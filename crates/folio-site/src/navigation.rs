//! Sidebar navigation tree.

use folio_content::DocSection;
use serde::Serialize;

/// Navigation item with children.
#[derive(Clone, Debug, PartialEq, Eq, Serialize)]
pub struct NavItem {
    /// Display title.
    pub title: String,
    /// Link target path (`/web-development/react`).
    pub path: String,
    /// Documents first, then subsections.
    #[serde(skip_serializing_if = "Vec::is_empty")]
    pub children: Vec<NavItem>,
}

/// Navigation tree for the whole site.
#[derive(Clone, Debug, Default, PartialEq, Eq, Serialize)]
pub struct Navigation {
    /// One item per top-level section.
    pub items: Vec<NavItem>,
}

impl Navigation {
    pub(crate) fn build(sections: &[DocSection]) -> Self {
        Self {
            items: sections.iter().map(|s| section_item(s, "")).collect(),
        }
    }

    /// Find an item by its path.
    pub fn find(&self, path: &str) -> Option<&NavItem> {
        find_in(&self.items, path)
    }
}

fn section_item(section: &DocSection, parent: &str) -> NavItem {
    let path = format!("{parent}/{}", section.slug);
    let documents = section.items.iter().map(|doc| NavItem {
        title: doc.title().to_owned(),
        path: format!("{path}/{}", doc.slug),
        children: Vec::new(),
    });
    let children = documents
        .chain(section.subsections.iter().map(|child| section_item(child, &path)))
        .collect();
    NavItem {
        title: section.title.clone(),
        path,
        children,
    }
}

fn find_in<'a>(items: &'a [NavItem], path: &str) -> Option<&'a NavItem> {
    items.iter().find_map(|item| {
        if item.path == path {
            Some(item)
        } else {
            find_in(&item.children, path)
        }
    })
}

○ ○ ○

__Exercise goal__.
The lines to return begin at the first line of the records and end at the line holding "Link target path"; please return them exactly, including both, and nothing beyond.

__Answer space__.
filename crates/folio-site/src/navigation.rs
//! Sidebar navigation tree.

use folio_content::DocSection;
use serde::Serialize;

/// Navigation item with children.
#[derive(Clone, Debug, PartialEq, Eq, Serialize)]
pub struct NavItem {
    /// Display title.
    pub title: String,
    /// Link target path (`/web-development/react`).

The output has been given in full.